Le 19 décembre, la Cour suprême du Colorado avait interdit à Trump de figurer sur le bulletin de vote de cet État, au motif qu’il avait violemment tenté de conserver son poste de président le 6 janvier 2021 après avoir perdu à la fois le vote populaire et le vote du collège électoral lors de l’élection de novembre 2020. La Cour a fondé sa décision sur une disposition constitutionnelle datant de l'époque de la guerre de Sécession, qui interdit à toute personne ayant servi en tant qu’«officier des États-Unis» et ayant prêté serment de soutenir la Constitution d’exercer à nouveau des fonctions si cette personne «a participé à une insurrection ou une rébellion».

La disposition constitutionnelle en question, l’article 3 du quatorzième amendement, est restée largement inactive depuis le lendemain de la guerre de Sécession, époque à laquelle elle avait été utilisée pour interdire à ceux qui avaient soutenu la Confédération des esclavagistes d’exercer leur fonction. Elle a été invoquée à nouveau en 1919, au lendemain de la Révolution d’octobre en Russie, pour empêcher le socialiste du Wisconsin Victor L. Berger, représentant d’un district de Milwaukee, d’accéder à la Chambre fédérale des représentants. Le recours à cette disposition aujourd’hui, plus d’un siècle plus tard, montre l’extrême gravité de la crise qui secoue actuellement l’establishment politique américain.

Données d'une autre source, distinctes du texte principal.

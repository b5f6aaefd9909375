use std::sync::Arc;

use chrono::{NaiveDateTime, Timelike};
use tracing::{debug, instrument, warn};

use crate::event_log::EventStatus;
use crate::probe::{AudioProbe, ProbeResult};
use crate::{Channel, ChannelRole};

/// Last hour (exclusive) of the night window that starts at midnight.
const NIGHT_END_HOUR: u32 = 5;

/// Behaviour switch derived from the local time of day.
#[derive(Debug, Clone, Copy, PartialEq, Eq)]
pub enum DailyMode {
    Daytime,
    /// 00:00-04:59, when programming may legitimately go quiet
    Nighttime,
}

impl DailyMode {
    pub fn at(time: NaiveDateTime) -> DailyMode {
        if time.hour() < NIGHT_END_HOUR {
            DailyMode::Nighttime
        } else {
            DailyMode::Daytime
        }
    }
}

/// Per-channel verdict of one check, with a human-readable reason.
#[derive(Debug, Clone, PartialEq, Eq)]
pub enum HealthStatus {
    Ok(String),
    Silent(String),
    Unreachable(String),
}

impl HealthStatus {
    /// Decide a channel's health from its probe result:
    ///
    /// ```text
    /// probe failed             → Unreachable
    /// night                    → Ok (reachability is enough)
    /// no sound                 → Silent
    /// otherwise                → Ok
    /// ```
    pub fn evaluate(role: ChannelRole, probe: &ProbeResult, mode: DailyMode) -> HealthStatus {
        let Some(has_sound) = probe.has_sound() else {
            return HealthStatus::Unreachable(format!("could not reach {role}"));
        };

        if mode == DailyMode::Nighttime {
            return HealthStatus::Ok("functioning (night mode)".to_string());
        }

        if !has_sound {
            return HealthStatus::Silent(format!("prolonged silence detected on {role}"));
        }

        HealthStatus::Ok("functioning correctly".to_string())
    }

    pub fn is_ok(&self) -> bool {
        matches!(self, HealthStatus::Ok(_))
    }

    pub fn reason(&self) -> &str {
        match self {
            HealthStatus::Ok(reason)
            | HealthStatus::Silent(reason)
            | HealthStatus::Unreachable(reason) => reason,
        }
    }

    pub fn event_status(&self) -> EventStatus {
        match self {
            HealthStatus::Ok(_) => EventStatus::Ok,
            HealthStatus::Silent(_) => EventStatus::Silent,
            HealthStatus::Unreachable(_) => EventStatus::Unreachable,
        }
    }

    /// Line describing this status in an alert body, `None` when healthy.
    pub fn alert_line(&self, role: ChannelRole) -> Option<String> {
        match self {
            HealthStatus::Ok(_) => None,
            HealthStatus::Unreachable(reason) => Some(format!("🛑 {role} down: {reason}")),
            HealthStatus::Silent(reason) => Some(format!("⚠️ {role} silent: {reason}")),
        }
    }
}

/// Samples a channel and applies the day/night policy to the result.
#[derive(Clone)]
pub struct ChannelHealthEvaluator {
    probe: Arc<dyn AudioProbe>,
}

impl ChannelHealthEvaluator {
    pub fn new(probe: Arc<dyn AudioProbe>) -> Self {
        Self { probe }
    }

    pub fn probe(&self) -> &Arc<dyn AudioProbe> {
        &self.probe
    }

    #[instrument(skip(self, channel), fields(role = channel.role.id()))]
    pub async fn evaluate(&self, channel: &Channel, mode: DailyMode) -> HealthStatus {
        let result = self.probe.probe(channel).await;
        if let ProbeResult::Failed { reason } = &result {
            warn!("{}: probe failed: {reason}", channel.role);
        }

        let status = HealthStatus::evaluate(channel.role, &result, mode);
        debug!("{}: {status:?} ({mode:?})", channel.role);
        status
    }
}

La décision de la Cour suprême du Colorado a été suivie, une semaine plus tard, par une décision unilatérale de la secrétaire d’État démocrate Shenna Bellows de retirer Trump du scrutin dans le Maine. Entre-temps, des fonctionnaires et des tribunaux du Michigan, du New Hampshire et de la Californie ont refusé de retirer Trump du scrutin. Des contestations de l’accès de Trump au scrutin sont actuellement en cours dans au moins une douzaine d’États, dans diverses configurations procédurales.

Les responsables républicains alignés sur Trump ont réagi aux efforts déployés pour l’éliminer du scrutin en menaçant de riposter en retirant les candidats démocrates des bulletins de vote dans les États qu’ils contrôlent, tels que le Texas et la Floride.

S’exprimant vendredi dans l’Iowa, Ron DeSantis, gouverneur fasciste de Floride et candidat à l’investiture républicaine, a suggéré que Biden pourrait être retiré du scrutin en Floride pour avoir prétendument autorisé une «invasion» d’immigrants. «Vous pourriez faire un cas — nous sommes en fait, je suis en train de considérer cela en Floride maintenant. Serait-il possible d’affirmer de manière crédible que Biden, en raison de l’invasion de huit millions de personnes, est exclu du scrutin? »

Le candidat républicain à la présidence de la Floride, le gouverneur Ron DeSantis, s'exprime lors d’une réunion publique à Eagle Pass, au Texas, le lundi 26 juin 2023. [AP Photo/Eric Gay]

Biden, le candidat démocrate en tête, et Trump, le candidat républicain en tête sont tous deux très impopulaires. Toutefois, Trump devance actuellement Biden dans plusieurs sondages nationaux, le soutien dont bénéficie Biden ayant chuté en partie en raison de son rôle dans le génocide en cours à Gaza. Selon un sondage de Morning Consult publié mercredi, Trump recueillerait 42  pour cent des voix, contre 41 pour cent pour Biden.

L’ordonnance de la Cour suprême acceptant l’appel de l’affaire du Colorado vendredi ne comporte qu’un paragraphe et n’est pas signée. Elle fixe simplement la date des plaidoiries au 8 février et n’aborde aucune des questions de fond de l’affaire.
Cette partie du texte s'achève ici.